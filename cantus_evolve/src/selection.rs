// The chromosome: one melody as a flat run of time slots.
//
// A `Selection` is a sequence of `Chunk`s plus a `chunk_size`, the number of
// slots per quarter note. Each slot either attacks a MIDI pitch, holds the
// previous sound, or rests. Durations are therefore implicit: a quarter-note
// C4 at chunk size 2 is `[Note(60), Hold]`.
//
// Invariants every constructor and operator maintains:
// - at least one chunk;
// - the first chunk is never `Hold` (a hold must continue something);
// - note pitches are in 0..=127.
//
// The corpus file format and the population dump use integer codes for the
// same alphabet: 0..=127 for pitches, 128 for HOLD, 129 for REST.
//
// Genetic operators live in `operators.rs`; this module only owns the
// representation and its structural edits (equalization, transposition,
// repair).

use crate::error::{CantusError, Result};
use cantus_prng::CantusRng;
use serde::{Deserialize, Serialize};
use std::fmt;

/// Highest valid MIDI pitch.
pub const MAX_PITCH: u8 = 127;
/// Integer code for `Chunk::Hold` in corpus files.
pub const HOLD_CODE: u8 = 128;
/// Integer code for `Chunk::Rest` in corpus files.
pub const REST_CODE: u8 = 129;
/// Number of distinct chunk codes (128 pitches, HOLD, REST).
pub const ALPHABET_SIZE: usize = 130;
/// Largest `target / chunk_size` ratio `equalize` accepts.
pub const MAX_STRETCH: u32 = 64;

/// One time slot of a melody.
#[derive(Debug, Clone, Copy, PartialEq, Eq, Hash, Serialize, Deserialize)]
pub enum Chunk {
    /// Attack of a MIDI pitch.
    Note(u8),
    /// Continue whatever sounded (or rested) in the previous slot.
    Hold,
    /// Silence.
    Rest,
}

impl Chunk {
    /// Decode a corpus integer code.
    pub fn from_code(code: i64) -> Result<Self> {
        match code {
            0..=127 => Ok(Chunk::Note(code as u8)),
            128 => Ok(Chunk::Hold),
            129 => Ok(Chunk::Rest),
            _ => Err(CantusError::InvalidChunkCode { code }),
        }
    }

    /// Integer code, the inverse of `from_code`.
    pub fn code(self) -> u8 {
        match self {
            Chunk::Note(p) => p,
            Chunk::Hold => HOLD_CODE,
            Chunk::Rest => REST_CODE,
        }
    }

    pub fn is_note(self) -> bool {
        matches!(self, Chunk::Note(_))
    }

    pub fn pitch(self) -> Option<u8> {
        match self {
            Chunk::Note(p) => Some(p),
            _ => None,
        }
    }

    /// Draw uniformly over the whole alphabet.
    fn random(rng: &mut CantusRng) -> Self {
        match rng.range_usize(0, ALPHABET_SIZE) {
            n if n < HOLD_CODE as usize => Chunk::Note(n as u8),
            n if n == HOLD_CODE as usize => Chunk::Hold,
            _ => Chunk::Rest,
        }
    }
}

/// A candidate or reference melody.
#[derive(Debug, Clone, PartialEq, Eq, Serialize, Deserialize)]
pub struct Selection {
    chunks: Vec<Chunk>,
    chunk_size: u32,
}

impl Selection {
    /// A melody of `len` slots drawn uniformly over the alphabet. The first
    /// slot is redrawn until it is not a hold.
    pub fn random(len: usize, chunk_size: u32, rng: &mut CantusRng) -> Self {
        assert!(len > 0, "Selection::random: length must be positive");
        assert!(chunk_size > 0, "Selection::random: chunk size must be positive");
        let mut chunks = Vec::with_capacity(len);
        let first = loop {
            let c = Chunk::random(rng);
            if c != Chunk::Hold {
                break c;
            }
        };
        chunks.push(first);
        for _ in 1..len {
            chunks.push(Chunk::random(rng));
        }
        Selection { chunks, chunk_size }
    }

    /// Wrap an already-built chunk sequence as is.
    ///
    /// Panics on an empty sequence or a zero chunk size; operators only call
    /// this with sequences derived from valid selections.
    pub fn from_chunks(chunks: Vec<Chunk>, chunk_size: u32) -> Self {
        assert!(!chunks.is_empty(), "Selection::from_chunks: empty sequence");
        assert!(chunk_size > 0, "Selection::from_chunks: zero chunk size");
        Selection { chunks, chunk_size }
    }

    /// Build from corpus integer codes, validating every invariant.
    pub fn from_codes(codes: &[i64], chunk_size: i64) -> Result<Self> {
        if chunk_size <= 0 || chunk_size > i64::from(u32::MAX) {
            return Err(CantusError::InvalidChunkSize { chunk_size });
        }
        if codes.is_empty() {
            return Err(CantusError::EmptySelection);
        }
        let chunks = codes
            .iter()
            .map(|&c| Chunk::from_code(c))
            .collect::<Result<Vec<_>>>()?;
        if chunks[0] == Chunk::Hold {
            return Err(CantusError::LeadingHold);
        }
        Ok(Selection {
            chunks,
            chunk_size: chunk_size as u32,
        })
    }

    pub fn len(&self) -> usize {
        self.chunks.len()
    }

    /// Always false for a constructed selection; present for API symmetry.
    pub fn is_empty(&self) -> bool {
        self.chunks.is_empty()
    }

    pub fn chunk_size(&self) -> u32 {
        self.chunk_size
    }

    pub fn chunks(&self) -> &[Chunk] {
        &self.chunks
    }

    /// The melody as corpus integer codes.
    pub fn codes(&self) -> Vec<u8> {
        self.chunks.iter().map(|c| c.code()).collect()
    }

    /// Chunk at `index`. Panics when out of range.
    pub fn get(&self, index: usize) -> Chunk {
        self.chunks[index]
    }

    /// Overwrite the chunk at `index`. Panics when out of range.
    pub fn set(&mut self, index: usize, chunk: Chunk) {
        assert!(
            index < self.chunks.len(),
            "Selection::set: index {index} out of range for length {}",
            self.chunks.len()
        );
        self.chunks[index] = chunk;
    }

    /// The nearest note strictly before `index`, or `Chunk::Rest` when no
    /// note precedes it.
    pub fn last_note(&self, index: usize) -> Chunk {
        self.chunks[..index.min(self.chunks.len())]
            .iter()
            .rev()
            .copied()
            .find(|c| c.is_note())
            .unwrap_or(Chunk::Rest)
    }

    pub fn first_note_index(&self) -> Option<usize> {
        self.chunks.iter().position(|c| c.is_note())
    }

    pub fn first_pitch(&self) -> Option<u8> {
        self.first_note_index().and_then(|i| self.chunks[i].pitch())
    }

    pub fn has_note(&self) -> bool {
        self.first_note_index().is_some()
    }

    /// Copy with every note moved by `offset` semitones; holds and rests are
    /// untouched. A pitch pushed outside 0..=127 is folded back by whole
    /// octaves, which keeps its pitch class.
    pub fn transposed(&self, offset: i32) -> Selection {
        let chunks = self
            .chunks
            .iter()
            .map(|&c| match c {
                Chunk::Note(p) => Chunk::Note(fold_into_range(i32::from(p) + offset)),
                other => other,
            })
            .collect();
        Selection {
            chunks,
            chunk_size: self.chunk_size,
        }
    }

    /// Stretch to a finer resolution by inserting `ratio - 1` holds after
    /// every slot, where `ratio = target / chunk_size`. Real durations are
    /// preserved; nothing is removed or reordered. Ratios above
    /// `MAX_STRETCH` are rejected.
    pub fn equalize(&mut self, target: u32) -> Result<()> {
        if target < self.chunk_size || target % self.chunk_size != 0 {
            return Err(CantusError::IncompatibleChunkSize {
                from: self.chunk_size,
                to: target,
            });
        }
        if target / self.chunk_size > MAX_STRETCH {
            return Err(CantusError::StretchTooLarge {
                from: self.chunk_size,
                to: target,
                limit: MAX_STRETCH,
            });
        }
        let ratio = (target / self.chunk_size) as usize;
        if ratio > 1 {
            let mut stretched = Vec::with_capacity(self.chunks.len() * ratio);
            for &c in &self.chunks {
                stretched.push(c);
                stretched.extend(std::iter::repeat_n(Chunk::Hold, ratio - 1));
            }
            self.chunks = stretched;
        }
        self.chunk_size = target;
        Ok(())
    }

    /// Restore the representation invariants in place: note pitches above
    /// 127 are clamped to 127 and a leading hold becomes a rest. Returns the
    /// number of slots rewritten.
    pub fn repair(&mut self) -> usize {
        let mut fixed = 0;
        for c in &mut self.chunks {
            if matches!(c, Chunk::Note(p) if *p > MAX_PITCH) {
                *c = Chunk::Note(MAX_PITCH);
                fixed += 1;
            }
        }
        if self.chunks.first() == Some(&Chunk::Hold) {
            self.chunks[0] = Chunk::Rest;
            fixed += 1;
        }
        fixed
    }
}

impl fmt::Display for Selection {
    /// Bracketed code list, e.g. `[60, 128, 62, 129]`.
    fn fmt(&self, f: &mut fmt::Formatter<'_>) -> fmt::Result {
        f.write_str("[")?;
        for (i, c) in self.chunks.iter().enumerate() {
            if i > 0 {
                f.write_str(", ")?;
            }
            write!(f, "{}", c.code())?;
        }
        f.write_str("]")
    }
}

fn fold_into_range(pitch: i32) -> u8 {
    let mut p = pitch;
    while p < 0 {
        p += 12;
    }
    while p > i32::from(MAX_PITCH) {
        p -= 12;
    }
    p as u8
}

* **Brief**
Among the lines of the listing above, which ones contain the word "Deserialize"? Show them.

* **Answer to this problem**
use serde::{Deserialize, Serialize};
#[derive(Debug, Clone, Copy, PartialEq, Eq, Hash, Serialize, Deserialize)]
#[derive(Debug, Clone, PartialEq, Eq, Serialize, Deserialize)]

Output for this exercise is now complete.